What you are asked to do >>
Copy nothing from the entries below except the lines from the one containing "an indirect block." through the one containing "for (pointer, raw)", and copy those exactly.

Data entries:
<<<<
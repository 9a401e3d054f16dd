use std::{fs::File, path::PathBuf};

use anyhow::{Context, Result};
use clap::Parser;
use sfs::{storage::FileBackedStorage, Sfs};

#[derive(Parser)]
struct Args {
    /// SFS disk file
    disk_file: PathBuf,
}

fn main() -> Result<()> {
    env_logger::init();

    let args = Args::parse();

    let disk_file = File::options()
        .read(true)
        .open(&args.disk_file)
        .context("unable to open disk file")?;
    let storage = FileBackedStorage::new(disk_file)?;

    let sfs = Sfs::mount(storage)?;
    sfs.check()?;

    let statistics = sfs.statistics();
    println!(
        "{}: clean, {}/{} inodes, {}/{} blocks",
        args.disk_file.display(),
        statistics.total_inodes - statistics.free_inodes,
        statistics.total_inodes,
        statistics.total_blocks - statistics.free_blocks,
        statistics.total_blocks,
    );

    for name in sfs.file_names() {
        println!("{name}");
    }

    Ok(())
}
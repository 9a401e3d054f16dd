use anyhow::{Context, Result};
use clap::Parser;
use fuser::MountOption;
use log::info;
use std::path::PathBuf;

use sfs::fs::SfsFs;
use sfs::storage::FileBackedStorage;
use sfs::Sfs;

#[derive(Parser)]
struct Args {
    /// SFS disk file
    disk_file: PathBuf,
    /// FUSE mountpoint
    mountpoint: PathBuf,
    /// Create a fresh volume, overwriting the disk file
    #[arg(long)]
    format: bool,
}

fn main() -> Result<()> {
    env_logger::init();

    let args = Args::parse();

    let storage = if args.format {
        FileBackedStorage::create(&args.disk_file)?
    } else {
        FileBackedStorage::open(&args.disk_file)?
    };

    let sfs = Sfs::new(storage, args.format).context("unable to mount volume")?;

    info!("mounting {} at {}", args.disk_file.display(), args.mountpoint.display());
    fuser::mount2(
        SfsFs::new(sfs),
        &args.mountpoint,
        &[MountOption::FSName("sfs".to_string())],
    )
    .context("FUSE session failed")?;

    Ok(())
}
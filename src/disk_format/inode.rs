use anyhow::{ensure, Result};
use serde::{Deserialize, Serialize};
use serde_repr::{Deserialize_repr, Serialize_repr};

use crate::sfs::{BlockIndex, InodeIndex};

use super::block::{BlockPointer, BLOCK_SIZE};

/// The number of bytes an inode occupies on disk.
pub const INODE_SIZE: usize = 64;

/// The capacity of the inode table, including the root inode.
pub const NUM_INODES: usize = 100;

pub const NUM_DIRECT: usize = 12;

const_assert!(BLOCK_SIZE % 4 == 0);
pub const NUM_INDIRECT: usize = BLOCK_SIZE / 4;

/// The maximum number of content blocks a file can reference.
pub const MAX_FILE_BLOCKS: usize = NUM_DIRECT + NUM_INDIRECT;

pub const MAX_FILE_SIZE: usize = MAX_FILE_BLOCKS * BLOCK_SIZE;
const_assert!(MAX_FILE_SIZE < u32::MAX as usize);

/// The inode describing the directory. No directory entry may refer to it.
pub const ROOT_INODE: InodeIndex = 0;

/// An inode that isn't in use.
pub const FREE_INODE: Inode = Inode {
    mode: InodeMode::Unused,
    link_count: 0,
    size: 0,
    direct: [BlockPointer::ABSENT; NUM_DIRECT],
    indirect: BlockPointer::ABSENT,
};

#[derive(Clone, Copy, Debug, PartialEq, Eq, Serialize, Deserialize)]
#[repr(C)]
pub struct Inode {
    /// whether the inode describes a file
    pub mode: InodeMode,
    /// number of names referring to the inode (not maintained beyond creation)
    pub link_count: u32,
    /// file size in bytes
    pub size: u32,
    /// block #s for 1st NUM_DIRECT blocks
    pub direct: [BlockPointer; NUM_DIRECT],
    /// block number of indirect block
    pub indirect: BlockPointer,
}

impl Inode {
    /// An empty, in-use inode.
    pub const fn new() -> Self {
        Inode {
            mode: InodeMode::Used,
            link_count: 1,
            ..FREE_INODE
        }
    }

    pub fn is_used(&self) -> bool {
        self.mode == InodeMode::Used
    }

    /// The file size in bytes.
    pub fn size(&self) -> usize {
        self.size as usize
    }
}

impl Default for Inode {
    fn default() -> Self {
        FREE_INODE
    }
}

#[derive(Clone, Copy, Debug, PartialEq, Eq, Serialize_repr, Deserialize_repr)]
#[repr(u32)]
pub enum InodeMode {
    /// This inode is not in use for any file.
    Unused = 0,
    /// This inode describes a file (or, for the root inode, the directory).
    Used = 1,
}

/// The list of block pointers stored in a file's indirect block.
#[derive(Clone, Debug, PartialEq, Eq)]
pub struct IndirectBlock(pub [BlockPointer; NUM_INDIRECT]);

impl IndirectBlock {
    /// An indirect block with no pointers.
    pub const fn empty() -> Self {
        IndirectBlock([BlockPointer::ABSENT; NUM_INDIRECT])
    }

    /// Builds an indirect block listing `blocks`, in order.
    pub fn from_blocks(blocks: &[BlockIndex]) -> Result<Self> {
        ensure!(
            blocks.len() <= NUM_INDIRECT,
            "{} blocks do not fit in an indirect block",
            blocks.len()
        );

        let mut indirect = Self::empty();
        for (pointer, &block) in indirect.0.iter_mut().zip(blocks) {
            *pointer = BlockPointer::to(block);
        }

        Ok(indirect)
    }

    /// Decodes the content of an indirect block.
    pub fn from_bytes(bytes: &[u8]) -> Result<Self> {
        ensure!(
            bytes.len() >= NUM_INDIRECT * 4,
            "indirect block is truncated: {} bytes",
            bytes.len()
        );

        let mut indirect = Self::empty();
        for (pointer, raw) in indirect.0.iter_mut().zip(bytes.chunks_exact(4)) {
            *pointer = bincode::deserialize(raw)?;
        }

        Ok(indirect)
    }

    pub fn to_bytes(&self) -> Result<Vec<u8>> {
        Ok(self
            .0
            .iter()
            .map(bincode::serialize)
            .collect::<Result<Vec<_>, _>>()?
            .concat())
    }

    /// The referenced blocks, up to the first absent pointer.
    pub fn blocks(&self) -> impl Iterator<Item = BlockIndex> + '_ {
        self.0.iter().map_while(|pointer| pointer.get())
    }
}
>>>>
Response area >>
    /// Decodes the content of an indirect block.
    pub fn from_bytes(bytes: &[u8]) -> Result<Self> {
        ensure!(
            bytes.len() >= NUM_INDIRECT * 4,
            "indirect block is truncated: {} bytes",
            bytes.len()
        );

        let mut indirect = Self::empty();
        for (pointer, raw) in indirect.0.iter_mut().zip(bytes.chunks_exact(4)) {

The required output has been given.